Parce que nous avons vu naître les automobiles et presque les chemins de fer, nous nous imaginons avoir inventé les voyages. Rien n’est plus faux. Dès l’antiquité, le besoin de voir des pays nouveaux existait. Sénèque, déjà frappé par ce goût du changement inné chez l’homme, l’explique par la partie divine qui est en nous, car, dit-il, « la nature des choses célestes est d’être toujours en mouvement. » Par nécessité ou par devoir, par neurasthénie ou par snobisme, — les mots seuls sont modernes, — par plaisir ou pour apprendre, les anciens se déplaçaient souvent, et je ne vois guère que Socrate qui ne sortait jamais d’Athènes, parce que, déclare-t-il, « aimant à s’instruire, les arbres et les champs n’avaient rien à lui enseigner. » Au moyen âge et à la Renaissance, le désir d’horizons inconnus se développa sans cesse.

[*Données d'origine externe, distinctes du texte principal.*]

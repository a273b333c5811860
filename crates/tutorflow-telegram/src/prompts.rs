//! Texts and keyboards shown to the operator.

use tutorflow_core::{PaymentStatus, SessionResult};

use crate::action::Action;
use crate::messenger::{Button, Keyboard};

/// Escape text for Telegram's HTML parse mode.
pub fn html_escape(s: &str) -> String {
    s.replace('&', "&amp;")
        .replace('<', "&lt;")
        .replace('>', "&gt;")
}

fn button(label: &str, action: Action, subject: &str) -> Button {
    Button::new(label, action.callback_data(subject))
}

/// First prompt for a lesson: did it take place?
pub fn confirmation_text(subject: &str, duration: &str) -> String {
    format!(
        "🎓 <b>Lesson finished!</b>\n\n\
        👤 <b>Student:</b> {}\n\
        ⏳ <b>Duration:</b> {}\n\n\
        Did this lesson take place?",
        html_escape(subject),
        html_escape(duration)
    )
}

pub fn confirmation_keyboard(subject: &str) -> Keyboard {
    vec![vec![
        button("✅ Yes", Action::ConfirmYes, subject),
        button("❌ No", Action::ConfirmNo, subject),
    ]]
}

/// Second prompt: how was it paid?
pub fn payment_text(subject: &str) -> String {
    format!(
        "✅ Lesson with <b>{}</b> confirmed.\n\nHow was it paid?",
        html_escape(subject)
    )
}

pub fn payment_keyboard(subject: &str) -> Keyboard {
    vec![
        vec![
            button("💶 Standard", Action::PayStandard, subject),
            button("🚫 Not paid", Action::PayNone, subject),
        ],
        vec![button("✏️ Other amount", Action::PayCustom, subject)],
    ]
}

pub fn amount_request_text(subject: &str) -> String {
    format!(
        "✏️ Type the amount paid by <b>{}</b> (e.g. <code>35</code> or <code>35,50</code>).",
        html_escape(subject)
    )
}

pub fn amount_reprompt_text(subject: &str, reason: &str) -> String {
    format!(
        "❌ {}.\n\nPlease type the amount for <b>{}</b> as a number, \
        e.g. <code>40</code>, <code>35.50</code> or <code>35,50</code>.",
        html_escape(reason),
        html_escape(subject)
    )
}

/// What the prompt is edited to once the lesson is settled, and the
/// acknowledgement sent after a typed amount.
pub fn outcome_text(result: &SessionResult) -> String {
    let subject = html_escape(&result.subject);
    if !result.held {
        return format!("❌ Lesson with <b>{}</b> marked as not held.", subject);
    }
    match result.payment_status {
        PaymentStatus::Custom => format!(
            "💰 Lesson with <b>{}</b> recorded: paid {:.2}.",
            subject, result.amount
        ),
        PaymentStatus::Standard => {
            format!("💶 Lesson with <b>{}</b> recorded: standard rate.", subject)
        }
        PaymentStatus::None | PaymentStatus::NotApplicable => {
            format!("🚫 Lesson with <b>{}</b> recorded: not paid.", subject)
        }
    }
}

pub fn timed_out_text(subject: &str) -> String {
    format!(
        "⌛ No answer for the lesson with <b>{}</b>; moving on.",
        html_escape(subject)
    )
}

pub fn amount_pending_text(subject: &str) -> String {
    format!("Type the amount for {} first", subject)
}
//! Per-lesson confirmation results.

use serde::{Deserialize, Serialize};

/// How a held lesson was paid.
#[derive(Debug, Clone, Copy, PartialEq, Eq, Serialize, Deserialize)]
#[serde(rename_all = "snake_case")]
pub enum PaymentStatus {
    /// The lesson did not take place, so payment does not apply.
    NotApplicable,
    /// Held but not paid.
    None,
    /// Paid the standard rate.
    Standard,
    /// Paid an amount entered by the operator.
    Custom,
}

impl PaymentStatus {
    /// Short human label used in acknowledgements.
    pub fn label(&self) -> &'static str {
        match self {
            Self::NotApplicable => "n/a",
            Self::None => "not paid",
            Self::Standard => "standard rate",
            Self::Custom => "custom amount",
        }
    }
}

/// The confirmed outcome of a single lesson.
#[derive(Debug, Clone, PartialEq, Serialize, Deserialize)]
pub struct SessionResult {
    /// Student name, as used in the confirmation prompt.
    pub subject: String,
    /// Whether the lesson took place.
    pub held: bool,
    /// Payment status; `NotApplicable` when `held` is false.
    pub payment_status: PaymentStatus,
    /// Amount paid. Zero unless `payment_status` is `Custom`.
    pub amount: f64,
    /// Lesson length, attached once the result is collected.
    #[serde(default)]
    pub duration: String,
    /// Set when the operator never answered within the configured timeout.
    #[serde(default)]
    pub timed_out: bool,
}

impl SessionResult {
    /// Lesson did not take place.
    pub fn not_held(subject: impl Into<String>) -> Self {
        Self {
            subject: subject.into(),
            held: false,
            payment_status: PaymentStatus::NotApplicable,
            amount: 0.0,
            duration: String::new(),
            timed_out: false,
        }
    }

    /// Lesson took place and was settled with a button choice (standard or none).
    pub fn held(subject: impl Into<String>, payment_status: PaymentStatus) -> Self {
        Self {
            subject: subject.into(),
            held: true,
            payment_status,
            amount: 0.0,
            duration: String::new(),
            timed_out: false,
        }
    }

    /// Lesson took place and the operator typed the amount.
    pub fn custom(subject: impl Into<String>, amount: f64) -> Self {
        Self {
            subject: subject.into(),
            held: true,
            payment_status: PaymentStatus::Custom,
            amount,
            duration: String::new(),
            timed_out: false,
        }
    }

    /// No answer arrived before the response timeout.
    pub fn timed_out(subject: impl Into<String>) -> Self {
        Self {
            timed_out: true,
            ..Self::not_held(subject)
        }
    }

    /// Attach the lesson duration.
    pub fn with_duration(mut self, duration: impl Into<String>) -> Self {
        self.duration = duration.into();
        self
    }

    /// One-line summary for logs and the final report.
    pub fn summary(&self) -> String {
        if self.timed_out {
            return format!("{}: no answer (timed out)", self.subject);
        }
        if !self.held {
            return format!("{}: not held", self.subject);
        }
        match self.payment_status {
            PaymentStatus::Custom => format!("{}: held, paid {:.2}", self.subject, self.amount),
            status => format!("{}: held, {}", self.subject, status.label()),
        }
    }
}

#[cfg(test)]
mod tests {
    use super::*;

    #[test]
    fn test_not_held_defaults() {
        let result = SessionResult::not_held("Giovanni");
        assert!(!result.held);
        assert_eq!(result.payment_status, PaymentStatus::NotApplicable);
        assert_eq!(result.amount, 0.0);
        assert!(!result.timed_out);
    }

    #[test]
    fn test_timed_out_is_not_held() {
        let result = SessionResult::timed_out("Giovanni");
        assert!(result.timed_out);
        assert!(!result.held);
        assert_eq!(result.summary(), "Giovanni: no answer (timed out)");
    }

    #[test]
    fn test_serialized_shape() {
        let result = SessionResult::custom("Anna", 40.0).with_duration("1h 30min");
        let json = serde_json::to_value(&result).unwrap();
        assert_eq!(json["subject"], "Anna");
        assert_eq!(json["payment_status"], "custom");
        assert_eq!(json["amount"], 40.0);
        assert_eq!(json["duration"], "1h 30min");
    }

    #[test]
    fn test_summary_variants() {
        assert_eq!(
            SessionResult::held("A", PaymentStatus::Standard).summary(),
            "A: held, standard rate"
        );
        assert_eq!(SessionResult::custom("B", 35.5).summary(), "B: held, paid 35.50");
        assert_eq!(SessionResult::not_held("C").summary(), "C: not held");
    }
}
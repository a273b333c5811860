//! Update handlers for the Telegram bot.
//!
//! [`route_choice`] and [`route_text`] hold the confirmation logic and only
//! talk to a [`Messenger`]; the `handle_*` functions adapt teloxide updates to
//! them.

use std::sync::Arc;

use teloxide::prelude::*;
use teloxide::types::CallbackQuery;
use teloxide::utils::command::BotCommands;
use tracing::{debug, info, warn};

use crate::action::{parse_callback_data, Action};
use crate::amount::parse_amount;
use crate::messenger::{Keyboard, MessageRef, Messenger, TelegramMessenger};
use crate::prompts;
use crate::state::{Rejection, SessionStateStore, Transition};

/// A button press, decoded from a callback query.
#[derive(Debug, Clone, PartialEq, Eq)]
pub struct ChoiceEvent {
    pub action_tag: String,
    pub subject: String,
    pub chat_id: i64,
    /// The prompt the button was attached to, if Telegram still has it.
    pub message: Option<MessageRef>,
}

/// A plain text message from the operator.
#[derive(Debug, Clone, PartialEq, Eq)]
pub struct TextEvent {
    pub chat_id: i64,
    pub text: String,
}

/// What happened to a text message.
#[derive(Debug, Clone, PartialEq)]
pub enum TextOutcome {
    /// No amount was expected.
    Ignored,
    /// Not a valid amount; the operator was asked again.
    Reprompted,
    /// The amount settled the lesson.
    Completed(tutorflow_core::SessionResult),
}

/// Edit the prompt in place, or send a fresh one when there is nothing to
/// edit or the edit fails. Returns the fresh prompt, if one was sent.
///
/// A failed edit that the fresh prompt recovers from is only logged; the
/// operator is warned when the fallback fails too.
async fn show<M: Messenger + ?Sized>(
    messenger: &M,
    message: Option<MessageRef>,
    text: &str,
    keyboard: Option<Keyboard>,
) -> Option<MessageRef> {
    if let Some(message) = message {
        match messenger.edit_prompt(message, text, keyboard.clone()).await {
            Ok(()) => return None,
            Err(e) => {
                warn!(message_id = message.message_id, error = %e, "Failed to edit prompt, sending a new one");
            }
        }
    }
    match messenger.send_prompt(text, keyboard).await {
        Ok(fresh) => Some(fresh),
        Err(e) => {
            messenger.report_error("Could not update the prompt", &e).await;
            None
        }
    }
}

/// Apply a button press and update the prompt to match.
pub async fn route_choice<M: Messenger + ?Sized>(
    messenger: &M,
    store: &SessionStateStore,
    event: &ChoiceEvent,
) -> Transition {
    let Some(action) = Action::from_tag(&event.action_tag) else {
        debug!(tag = %event.action_tag, subject = %event.subject, "Unknown action tag");
        return Transition::Rejected(Rejection::UnknownAction(event.action_tag.clone()));
    };

    let subject = event.subject.as_str();
    let transition = store
        .apply(event.chat_id, subject, event.message, action)
        .await;

    match &transition {
        Transition::AskPayment => {
            let fresh = show(
                messenger,
                event.message,
                &prompts::payment_text(subject),
                Some(prompts::payment_keyboard(subject)),
            )
            .await;
            if let Some(fresh) = fresh {
                store.attach_prompt(subject, fresh).await;
            }
        }
        Transition::AskAmount => {
            show(messenger, event.message, &prompts::amount_request_text(subject), None).await;
        }
        Transition::Completed(result) => {
            show(messenger, event.message, &prompts::outcome_text(result), None).await;
            store.release(subject).await;
        }
        Transition::Rejected(_) => {}
    }

    transition
}

/// Treat a text message as the awaited amount, if one is awaited.
pub async fn route_text<M: Messenger + ?Sized>(
    messenger: &M,
    store: &SessionStateStore,
    event: &TextEvent,
) -> TextOutcome {
    if event.text.trim_start().starts_with('/') {
        return TextOutcome::Ignored;
    }

    let Some(subject) = store.awaiting_amount(event.chat_id).await else {
        debug!(chat_id = event.chat_id, "No amount awaited, ignoring text");
        return TextOutcome::Ignored;
    };

    let amount = match parse_amount(&event.text) {
        Ok(amount) => amount,
        Err(e) => {
            info!(subject = %subject, error = %e, "Rejected amount");
            let reprompt = prompts::amount_reprompt_text(&subject, &e.to_string());
            if let Err(e) = messenger.send_text(&reprompt).await {
                messenger.report_error("Could not send the amount prompt", &e).await;
            }
            return TextOutcome::Reprompted;
        }
    };

    let Some(result) = store.complete_amount(event.chat_id, &subject, amount).await else {
        return TextOutcome::Ignored;
    };

    if let Err(e) = messenger.send_text(&prompts::outcome_text(&result)).await {
        messenger.report_error("Could not acknowledge the amount", &e).await;
    }
    store.release(&subject).await;
    TextOutcome::Completed(result)
}

/// Everything the update handlers need.
pub struct HandlerContext {
    pub messenger: Arc<TelegramMessenger>,
    pub store: Arc<SessionStateStore>,
}

impl HandlerContext {
    /// Only the configured operator chat may drive confirmations.
    fn is_operator(&self, chat_id: i64) -> bool {
        self.messenger.chat_id().0 == chat_id
    }
}

/// Bot commands that can be invoked with /.
#[derive(BotCommands, Clone, Debug)]
#[command(rename_rule = "lowercase", description = "Available commands:")]
pub enum Command {
    #[command(description = "Show what this bot does")]
    Start,

    #[command(description = "Show help message")]
    Help,

    #[command(description = "Show lessons awaiting confirmation")]
    Status,
}

/// Decode a callback query into a [`ChoiceEvent`].
fn choice_event(q: &CallbackQuery) -> Option<ChoiceEvent> {
    let data = q.data.as_deref()?;
    let (tag, subject) = parse_callback_data(data)?;

    let message = q.message.as_ref().map(|m| MessageRef {
        chat_id: m.chat().id.0,
        message_id: m.id().0,
    });
    let chat_id = message
        .map(|m| m.chat_id)
        .unwrap_or(q.from.id.0 as i64);

    Some(ChoiceEvent {
        action_tag: tag.to_string(),
        subject: subject.to_string(),
        chat_id,
        message,
    })
}

/// Handle an inline button press.
pub async fn handle_callback(
    bot: Bot,
    q: CallbackQuery,
    ctx: Arc<HandlerContext>,
) -> ResponseResult<()> {
    let Some(event) = choice_event(&q) else {
        debug!(data = ?q.data, "Callback without action|subject data");
        bot.answer_callback_query(q.id.clone()).await?;
        return Ok(());
    };

    if !ctx.is_operator(event.chat_id) {
        warn!(chat_id = event.chat_id, "Ignoring button press from unknown chat");
        bot.answer_callback_query(q.id.clone()).await?;
        return Ok(());
    }

    info!(action = %event.action_tag, subject = %event.subject, "Button pressed");
    let transition = route_choice(ctx.messenger.as_ref(), &ctx.store, &event).await;

    let notice = match transition {
        Transition::Rejected(Rejection::AlreadyCompleted) => Some("Already recorded".to_string()),
        Transition::Rejected(Rejection::UnknownSubject) => {
            Some("This lesson is no longer pending".to_string())
        }
        Transition::Rejected(Rejection::AmountPending { subject }) => {
            Some(prompts::amount_pending_text(&subject))
        }
        Transition::Rejected(Rejection::StalePrompt) => {
            Some("This prompt is out of date".to_string())
        }
        _ => None,
    };

    let mut answer = bot.answer_callback_query(q.id.clone());
    if let Some(text) = notice {
        answer = answer.text(text);
    }
    answer.await?;
    Ok(())
}

/// Handle a plain text message.
pub async fn handle_message(
    _bot: Bot,
    msg: Message,
    ctx: Arc<HandlerContext>,
) -> ResponseResult<()> {
    let Some(text) = msg.text() else {
        return Ok(());
    };

    if !ctx.is_operator(msg.chat.id.0) {
        warn!(chat_id = %msg.chat.id, "Ignoring message from unknown chat");
        return Ok(());
    }

    let event = TextEvent {
        chat_id: msg.chat.id.0,
        text: text.to_string(),
    };
    let outcome = route_text(ctx.messenger.as_ref(), &ctx.store, &event).await;
    debug!(chat_id = %msg.chat.id, ?outcome, "Text message handled");
    Ok(())
}

/// Handle the /status command.
pub async fn handle_status(
    bot: Bot,
    msg: Message,
    ctx: Arc<HandlerContext>,
) -> ResponseResult<()> {
    let in_flight = ctx.store.in_flight().await;

    let text = if in_flight.is_empty() {
        "No lessons awaiting confirmation.".to_string()
    } else {
        let lines: Vec<String> = in_flight
            .iter()
            .map(|(subject, state)| format!("• <b>{}</b>: {}", prompts::html_escape(subject), state))
            .collect();
        format!("<b>Pending lessons</b>\n\n{}", lines.join("\n"))
    };

    bot.send_message(msg.chat.id, text)
        .parse_mode(teloxide::types::ParseMode::Html)
        .await?;
    Ok(())
}

/// Dispatch commands to appropriate handlers.
pub async fn handle_command(
    bot: Bot,
    msg: Message,
    cmd: Command,
    ctx: Arc<HandlerContext>,
) -> ResponseResult<()> {
    if !ctx.is_operator(msg.chat.id.0) {
        warn!(chat_id = %msg.chat.id, "Ignoring command from unknown chat");
        return Ok(());
    }

    match cmd {
        Command::Start => {
            bot.send_message(
                msg.chat.id,
                "👋 I ask you to confirm each finished lesson.\n\n\
                Answer the buttons on each prompt; when asked for an amount, \
                just type it (e.g. 35,50).",
            )
            .await?;
            Ok(())
        }
        Command::Help => {
            bot.send_message(msg.chat.id, Command::descriptions().to_string())
                .await?;
            Ok(())
        }
        Command::Status => handle_status(bot, msg, ctx).await,
    }
}
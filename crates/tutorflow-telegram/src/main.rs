//! TutorFlow Telegram bot binary.
//!
//! Confirm today's lessons with:
//! ```bash
//! TELEGRAM_BOT_TOKEN=xxx TELEGRAM_CHAT_ID=123 cargo run -p tutorflow-telegram -- --lessons today.json
//! ```

use std::path::PathBuf;
use std::sync::Arc;
use std::time::Duration;

use clap::Parser;
use tracing_subscriber::EnvFilter;
use tutorflow_core::{
    config, JsonLessonSource, JsonlResultSink, LessonSource, ResultSink, StaticLessonSource,
};
use tutorflow_telegram::{parse_timeout_secs, BotConfig, ConfirmationBot, OrchestratorConfig};

/// TutorFlow - confirm finished lessons and payments over Telegram
#[derive(Parser, Debug)]
#[command(name = "tutorflow-telegram")]
#[command(about = "Ask the tutor on Telegram whether each lesson took place and how it was paid")]
struct Args {
    /// JSON file with the lessons to confirm
    #[arg(short, long, conflicts_with = "subject")]
    lessons: Option<PathBuf>,

    /// Student to confirm (repeatable), sharing --duration
    #[arg(short, long)]
    subject: Vec<String>,

    /// Lesson duration used with --subject
    #[arg(short, long, default_value = "1h")]
    duration: String,

    /// Seconds to wait for an answer on each lesson (default: wait forever)
    #[arg(short, long, value_parser = timeout_arg)]
    timeout: Option<Duration>,

    /// File to append confirmed results to (default: ~/.tutorflow/results/lessons.jsonl)
    #[arg(short, long)]
    results: Option<PathBuf>,

    /// Do not write results to disk
    #[arg(long)]
    no_save: bool,

    /// Verbose logging (-v, -vv, -vvv)
    #[arg(short, long, action = clap::ArgAction::Count)]
    verbose: u8,
}

fn timeout_arg(raw: &str) -> Result<Duration, String> {
    parse_timeout_secs(raw).map_err(|e| e.to_string())
}

#[tokio::main]
async fn main() -> Result<(), Box<dyn std::error::Error>> {
    let args = Args::parse();

    // Load environment variables from config directory first
    let env_path = config::env_file();
    if env_path.exists() {
        let _ = dotenvy::from_path(&env_path);
    }
    // Also try a local .env.local or .env
    let _ = dotenvy::from_filename(".env.local").or_else(|_| dotenvy::dotenv());

    let filter = match args.verbose {
        0 => "tutorflow_telegram=info,tutorflow_core=info,teloxide=warn",
        1 => "tutorflow_telegram=debug,tutorflow_core=debug,teloxide=info",
        2 => "tutorflow_telegram=trace,tutorflow_core=trace,teloxide=debug",
        _ => "trace",
    };

    tracing_subscriber::fmt()
        .with_env_filter(EnvFilter::try_new(filter).unwrap_or_else(|_| EnvFilter::new("info")))
        .init();

    if let Err(e) = config::ensure_all_dirs() {
        tracing::warn!(error = %e, "Failed to create all directories");
    }

    let lessons = match &args.lessons {
        Some(path) => JsonLessonSource::new(path).lessons()?,
        None => StaticLessonSource::new(args.subject.clone(), args.duration.clone()).lessons()?,
    };
    if lessons.is_empty() {
        println!("No lessons to confirm. Use --lessons <file> or --subject <name>.");
        return Ok(());
    }

    let bot_config = BotConfig::from_env()?;
    let mut bot = ConfirmationBot::new(&bot_config);
    if let Some(timeout) = args.timeout {
        bot = bot.with_orchestrator_config(OrchestratorConfig::new().with_response_timeout(timeout));
    }

    match bot.get_me().await {
        Ok(username) => {
            tracing::info!(username = %username, "Bot initialized successfully");
            println!("\n[robot] TutorFlow Telegram Bot");
            println!("   Bot: @{}", username);
            println!("   Lessons to confirm: {}", lessons.len());
        }
        Err(e) => {
            tracing::error!(error = %e, "Failed to get bot info");
            return Err(e.into());
        }
    }
    println!("   Press Ctrl+C to stop\n");

    let sink: Option<Arc<dyn ResultSink>> = if args.no_save {
        None
    } else {
        let path = args.results.clone().unwrap_or_else(config::results_file);
        println!("   Saving results to {}", path.display());
        Some(Arc::new(JsonlResultSink::new(path)))
    };

    let results = bot.run(lessons, sink).await?;

    println!("\n[done] {} lesson(s) confirmed", results.len());
    for result in &results {
        println!("   {} ({})", result.summary(), result.duration);
    }

    Ok(())
}
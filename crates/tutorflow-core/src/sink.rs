//! Destinations for confirmed lesson results.

use std::fs::OpenOptions;
use std::io::Write;
use std::path::{Path, PathBuf};

use tracing::debug;

use crate::error::{CoreError, Result};
use crate::result::SessionResult;

/// Receives each result as soon as the operator confirms it.
pub trait ResultSink: Send + Sync {
    fn record(&self, result: &SessionResult) -> Result<()>;
}

/// Appends results to a file, one JSON document per line.
#[derive(Debug, Clone)]
pub struct JsonlResultSink {
    path: PathBuf,
}

impl JsonlResultSink {
    pub fn new(path: impl AsRef<Path>) -> Self {
        Self {
            path: path.as_ref().to_path_buf(),
        }
    }
}

impl ResultSink for JsonlResultSink {
    fn record(&self, result: &SessionResult) -> Result<()> {
        if let Some(parent) = self.path.parent() {
            std::fs::create_dir_all(parent)?;
        }

        let line = serde_json::to_string(result)?;
        let mut file = OpenOptions::new()
            .create(true)
            .append(true)
            .open(&self.path)?;
        writeln!(file, "{}", line)?;

        debug!(subject = %result.subject, path = %self.path.display(), "Recorded lesson result");
        Ok(())
    }
}

/// Reads back every result written by a [`JsonlResultSink`].
pub fn load_results(path: impl AsRef<Path>) -> Result<Vec<SessionResult>> {
    let content = std::fs::read_to_string(path)?;
    content
        .lines()
        .filter(|l| !l.trim().is_empty())
        .map(|l| serde_json::from_str::<SessionResult>(l).map_err(CoreError::from))
        .collect()
}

Et jamais la joie d’aller de ville en ville ne fut plus grande. Aujourd’hui, même quand nous abandonnons le chemin de fer pour l’automobile, nous n’entrons pas en contact avec un pays. C’est dans un coche tranquille, faisant quelques lieues par jour, et mieux encore, le bâton à la main, que l’on connaît vraiment une contrée. La pure volupté des voyages, ce furent les touristes des siècles passés qui la goûtèrent. Heureux temps, dont parle Ruskin, où l’on pouvait cheminer lentement sur les grandes routes, entre les prés et sous les bois, s’arrêter si l’on voulait pour cueillir une fleur, où l’on voyait changer lentement les terrains, les arbres, la lumière, le ciel, les visages, où l’on se soumettait docilement à cet ensemble de conditions naturelles qui, distribuant la vie dans les vallées ou sur les hauteurs, donnent leur caractère aux paysages et en façonnent l’âme même.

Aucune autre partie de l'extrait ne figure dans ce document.